Let me ask a question: when you hear the term, ‘eating disorder’, what images come into your head? Do you think of images of a teenage girl politely denying food one too many times? Do you think of images of actors such as Christian Bale in the movie The Machinist? Do you think of aspiring models bending over a toilet, forcing themselves to vomit after a night of binge-eating?
The popular image of eating disorders in society is centred around an unhealthy desire to lose as much weight as possible. This is common with people suffering from both Anorexia Nervosa and Bulimia Nervosa. However the eating disorder I am going to discuss today has very little to do with losing weight. I have an eating disorder known as Avoidant/restrictive food intake disorder or ARFID. Somebody living with ARFID, has a psychological inability to eat certain foods. ‘Safe’ foods for people living with ARFID may be limited to certain food types and specific brands. There are numerous factors that can lead to this avoidance of food, however ARFID is very common with Autistic people. This is mostly due to certain sensory issues and inflexible routines and rigidity that is commonly found in Autistic people making it harder to treat ARFID. ARFID is still a relatively new diagnoses, making harder for Autistic people to have access to the help they need.
For as long as I can remember, I haven’t liked vegetables (shocking, isn’t it). There was a while as a child where I did like potatoes, yet they soon fell out of favor with me too. The only fruit I eat are oranges, even then I am picky about how they taste and I don’t eat them regularly. I have always been called a ‘fussy’ or ‘picky’ eater and for as long as I can remember that fact has embarrassed me. To tell you the truth, it isn’t as easy as sticking a piece of carrot in my mouth, chewing and deciding that I like it. When I occasionally get the bravery to try something new, I almost immediately start involuntarily gagging and trying to get it out of my mouth, I can’t help it. The thought of having to try new foods terrifies me. There is often an argument made by parents on Facebook, that if you leave a child with food and tell them there is nothing else to eat, they will try the try the food eventually. The old phrase, “In my day, we ate what were given, or we had nothing at all.” However, this never worked on me. If there was nothing I liked to eat I found it very easy to eat nothing at all. This was taken to the extreme last year when I visited Sweden on a school Erasmus project. During that trip, I ate mostly sweets, cinnamon rolls and oranges that my teacher kindly bought me. The result was me losing 2 kilograms. Of course I put that weight back on almost as soon as I returned home. It wasn’t healthy, but it demonstrates the extremes my ARFID goes to.
Something which I am working on with my counsellor at the moment, is developing the confidence to ask for food I like without having to always explain myself.
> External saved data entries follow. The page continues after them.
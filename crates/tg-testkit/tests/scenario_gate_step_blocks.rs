//! Scenario: each later step blocks on its own, and leaves the token alone.
//!
//! GREEN when:
//! - INTRADAY after 15:15 IST is BLOCKED `TIME_CUTOFF` at STEP_5; the same
//!   token redeemed as SWING is ALLOWED
//! - PARTIAL, UNSTABLE and CONFLICT alignment are BLOCKED
//!   `STRUCTURAL_CONFLICT` at STEP_3 even at probability 0.95
//! - a request above the ceiling is BLOCKED `RISK_OVERFLOW` at STEP_4
//! - none of the blocks consumes the token
//! - the audit breakdown counts each block code

use tg_audit::AuditTrail;
use tg_gate::BlockCode;
use tg_schemas::{AlignmentState, GateStep, MarketMode, Scenario, ScenarioProbabilities};
use tg_testkit::{after_cutoff, before_cutoff, matching_request, Harness};

#[test]
fn intraday_cutoff_blocks_at_step_5() {
    let h = Harness::at(MarketMode::Intraday, 1_000_000.0, after_cutoff()).unwrap();
    let t = h.issue("NIFTY", Scenario::A, MarketMode::Intraday, 0.6, 2_000.0, after_cutoff()).unwrap();

    let d = h.gate.evaluate(Some(&t), &matching_request(&t, 1_000.0)).unwrap();
    assert!(!d.allowed);
    assert_eq!(d.block, Some(BlockCode::TimeCutoff));
    assert_eq!(d.block_gate, Some(GateStep::Step5));
    assert!(d.reason.starts_with("TIME_CUTOFF: Current=15:20:00"));
    assert!(!t.is_used());

    let mut swing = matching_request(&t, 1_000.0);
    swing.market_mode = MarketMode::Swing;
    assert!(h.gate.evaluate(Some(&t), &swing).unwrap().allowed);
}

#[test]
fn structure_outranks_probability_at_step_3() {
    let h = Harness::new(MarketMode::Swing, 1_000_000.0).unwrap();
    let t = h.issue("RELIANCE", Scenario::B, MarketMode::Swing, 0.95, 5_000.0, before_cutoff()).unwrap();

    for alignment in [
        AlignmentState::Partial,
        AlignmentState::Unstable,
        AlignmentState::Conflict,
    ] {
        let mut r = matching_request(&t, 1.0);
        r.alignment_state = alignment;
        r.probabilities = ScenarioProbabilities::new(0.02, 0.95, 0.03);
        let d = h.gate.evaluate(Some(&t), &r).unwrap();
        assert_eq!(d.block, Some(BlockCode::StructuralConflict));
        assert_eq!(d.block_gate, Some(GateStep::Step3));
        assert!(d.reason.contains(alignment.as_str()));
    }
    assert!(!t.is_used());
    assert_eq!(
        h.audit.block_breakdown().unwrap().get("STRUCTURAL_CONFLICT"),
        Some(&3)
    );
}

#[test]
fn ceiling_is_not_renegotiable_at_step_4() {
    let h = Harness::new(MarketMode::Swing, 1_000_000.0).unwrap();
    let t = h.issue("TCS", Scenario::A, MarketMode::Swing, 0.7, 3_500.0, before_cutoff()).unwrap();

    let d = h.gate.evaluate(Some(&t), &matching_request(&t, 3_500.5)).unwrap();
    assert_eq!(d.block, Some(BlockCode::RiskOverflow));
    assert_eq!(d.block_gate, Some(GateStep::Step4));
    assert_eq!(d.reason, "RISK_OVERFLOW: Requested=3500.50, Allowed=3500.00");
    assert!(!t.is_used());

    // Asking for less than the ceiling is fine.
    let d = h.gate.evaluate(Some(&t), &matching_request(&t, 2_000.0)).unwrap();
    assert!(d.allowed);

    let stats = h.audit.stats().unwrap();
    assert_eq!(stats.total_attempts, 2);
    assert_eq!(stats.block_reasons.get("RISK_OVERFLOW"), Some(&1));
}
If I had such confidence in Sweden, it might not have been so difficult for me. However, it is hard. For my most of life I have faced judgement of some sort or another about my eating habits. I have had lectures from teachers about the negative long-term effects, I have had disapproving eyes from friend’s parents and I have had attempts to force me to try foods at various points in time. It is all really painful. When I was little I didn’t know why I struggled with food, I had no control over it, yet I felt constantly judged. Sometimes I can see it, disaproving eyes, while people express false sympathy. Judging me for my eating habits does not make me immediately change them, it simply makes me not want to eat or discuss food around you.
The funny thing about all of this is that I love Home Ec and cooking and baking. I know a lot about food and I can almost give anybody a detailed account of why something like a bag of crisps is bad for you. I love watching cooking channels on YouTube and I am fascinated by different cuisines. My favourite food is easily Parmesan cheese and I can give a whole lecture on what dishes it tastes great in, its delicious umami flavours and why Parmegiano Reggiano is so expensive. You would think that with all this knowledge about food it would make it very easy for me to try new things, yet seemingly nothing can undo the years of anxiety I have built up around food.
Unlike my Autism, which can be equally wonderful and extremely negative at the same time, I am going to have to try and seek treatment for my ARFID eventually. I am fully aware of the fact that this is something that will effect my long-term health in the future and is not a positive thing in my life. Currently, I am not focusing on it as my life is stressful enough, yet once I start university, I plan to look into treatment. In terms of ARFID, this can be intense and involves Cognitive Behavioural Therapy. I look forward to a future where food isn’t an issue for me.
I want to finish my post by telling you reader that you should never judge a ‘fussy’ eater. You have no idea what has got them to this stage. If we don’t take disorders like ARFID seriously, it becomes even harder for sufferers to find adequate help. By judging someone, at best you do nothing to effect them at all; at worst, you can cause the person to suffer even more.